┌─ Exercise input
use glam::{Mat4, Vec3};

const PITCH_LIMIT: f32 = 1.45; // ~83°, never look from straight above

/// Orbit camera that trails the actor.
#[derive(Debug, Clone, PartialEq)]
pub struct FollowCamera {
    pub target: Vec3,
    pub yaw: f32,
    pub pitch: f32,
    pub distance: f32,
    pub fov_y: f32,
    pub z_near: f32,
    pub z_far: f32,
}

impl Default for FollowCamera {
    fn default() -> Self {
        Self {
            target: Vec3::ZERO,
            yaw: 0.0,
            pitch: 0.35,
            distance: 8.0,
            fov_y: 45.0_f32.to_radians(),
            z_near: 0.1,
            z_far: 300.0,
        }
    }
}

impl FollowCamera {
    pub fn eye(&self) -> Vec3 {
        let (sy, cy) = self.yaw.sin_cos();
        let (sp, cp) = self.pitch.sin_cos();
        self.target + Vec3::new(sy * cp, sp, cy * cp) * self.distance
    }

    pub fn forward(&self) -> Vec3 {
        (self.target - self.eye()).normalize_or_zero()
    }

    /// Forward projected onto the ground plane; -Z when looking straight down.
    pub fn flat_forward(&self) -> Vec3 {
        let f = self.forward();
        let flat = Vec3::new(f.x, 0.0, f.z).normalize_or_zero();
        if flat == Vec3::ZERO {
            Vec3::NEG_Z
        } else {
            flat
        }
    }

    pub fn flat_right(&self) -> Vec3 {
        self.flat_forward().cross(Vec3::Y)
    }

    pub fn orbit(&mut self, delta_yaw: f32, delta_pitch: f32) {
        self.yaw += delta_yaw;
        self.pitch = (self.pitch + delta_pitch).clamp(-PITCH_LIMIT, PITCH_LIMIT);
    }

    /// Carries the camera along with the actor so the framing stays put.
    pub fn follow(&mut self, delta: Vec3) {
        self.target += delta;
    }

    pub fn view_proj(&self, width: u32, height: u32) -> Mat4 {
        let aspect = (width.max(1) as f32) / (height.max(1) as f32);
        let view = Mat4::look_at_rh(self.eye(), self.target, Vec3::Y);
        let proj = Mat4::perspective_rh(self.fov_y, aspect, self.z_near, self.z_far);
        proj * view
    }
}
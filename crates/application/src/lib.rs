//! Application services and ports for inventory queries and audit trails.

#![forbid(unsafe_code)]

mod audit_ports;
mod audit_query_service;
mod audit_recorder;
mod inventory_ports;
mod inventory_service;
pub mod paged_query;

pub use audit_ports::AuditStore;
pub use audit_query_service::AuditQueryService;
pub use audit_recorder::AuditRecorder;
pub use inventory_ports::InventoryRepository;
pub use inventory_service::InventoryService;
use atrium_core::{AppError, AppResult, NonEmptyString};
use serde::{Deserialize, Serialize};

use crate::entity::EntityId;

/// Validated seating capacity of a learning space.
#[derive(Debug, Clone, Copy, PartialEq, Eq, Hash, Serialize, Deserialize)]
pub struct Capacity(u32);

impl Capacity {
    /// Creates a capacity of at least one seat.
    pub fn new(seats: u32) -> AppResult<Self> {
        if seats == 0 {
            return Err(AppError::Validation(
                "capacity must be at least one seat".to_owned(),
            ));
        }

        Ok(Self(seats))
    }

    /// Returns the number of seats.
    #[must_use]
    pub fn seats(&self) -> u32 {
        self.0
    }
}

/// A campus building.
#[derive(Debug, Clone, PartialEq, Serialize, Deserialize)]
pub struct Building {
    id: Option<EntityId>,
    name: NonEmptyString,
    address: NonEmptyString,
}

impl Building {
    /// Creates an unsaved building with validated fields.
    pub fn new(name: impl Into<String>, address: impl Into<String>) -> AppResult<Self> {
        Ok(Self {
            id: None,
            name: NonEmptyString::new(name)?,
            address: NonEmptyString::new(address)?,
        })
    }

    /// Returns a copy carrying the store-assigned identity.
    #[must_use]
    pub fn with_id(mut self, id: EntityId) -> Self {
        self.id = Some(id);
        self
    }

    /// Returns the store-assigned identity, if persisted.
    #[must_use]
    pub fn id(&self) -> Option<EntityId> {
        self.id
    }

    /// Returns the display name.
    #[must_use]
    pub fn name(&self) -> &NonEmptyString {
        &self.name
    }

    /// Returns the street address.
    #[must_use]
    pub fn address(&self) -> &NonEmptyString {
        &self.address
    }
}

/// A room used for teaching, located on a building floor.
#[derive(Debug, Clone, PartialEq, Serialize, Deserialize)]
pub struct LearningSpace {
    id: Option<EntityId>,
    name: NonEmptyString,
    capacity: Capacity,
}

impl LearningSpace {
    /// Creates an unsaved learning space with validated fields.
    pub fn new(name: impl Into<String>, capacity: Capacity) -> AppResult<Self> {
        Ok(Self {
            id: None,
            name: NonEmptyString::new(name)?,
            capacity,
        })
    }

    /// Returns a copy carrying the store-assigned identity.
    #[must_use]
    pub fn with_id(mut self, id: EntityId) -> Self {
        self.id = Some(id);
        self
    }

    /// Returns the store-assigned identity, if persisted.
    #[must_use]
    pub fn id(&self) -> Option<EntityId> {
        self.id
    }

    /// Returns the display name.
    #[must_use]
    pub fn name(&self) -> &NonEmptyString {
        &self.name
    }

    /// Returns the seating capacity.
    #[must_use]
    pub fn capacity(&self) -> Capacity {
        self.capacity
    }
}

#[cfg(test)]
mod tests {
    use super::{Building, Capacity, LearningSpace};

    #[test]
    fn capacity_rejects_zero_seats() {
        assert!(Capacity::new(0).is_err());
    }

    #[test]
    fn building_requires_address() {
        assert!(Building::new("Main Hall", "").is_err());
    }

    #[test]
    fn learning_space_starts_without_identity() {
        let capacity = Capacity::new(30).unwrap_or_else(|_| unreachable!());
        let space = LearningSpace::new("Lecture Room 2", capacity);
        assert!(space.is_ok());
        assert!(space.unwrap_or_else(|_| unreachable!()).id().is_none());
    }
}
use async_trait::async_trait;
use atrium_core::AppResult;
use atrium_domain::AuditRecord;

/// Port for the append-only audit ledger.
///
/// The port deliberately exposes no update or delete operation: rows are
/// historical ledger entries, and retention is an external concern.
#[async_trait]
pub trait AuditStore: Send + Sync {
    /// Appends one row and returns it with its store-assigned monotonic
    /// log identifier. Failures surface as `AppError::PersistenceFailure`.
    async fn append_row(&self, record: AuditRecord) -> AppResult<AuditRecord>;

    /// Fetches all rows in insertion order. Failures surface as
    /// `AppError::StorageUnavailable`.
    async fn fetch_rows(&self) -> AppResult<Vec<AuditRecord>>;
}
└─
**What to work on:** Look through the material for "Clone". Copy each line that has it.

**Your solution:**
#[derive(Debug, Clone, PartialEq)]
#[derive(Debug, Clone, Copy, PartialEq, Eq, Hash, Serialize, Deserialize)]
#[derive(Debug, Clone, PartialEq, Serialize, Deserialize)]
#[derive(Debug, Clone, PartialEq, Serialize, Deserialize)]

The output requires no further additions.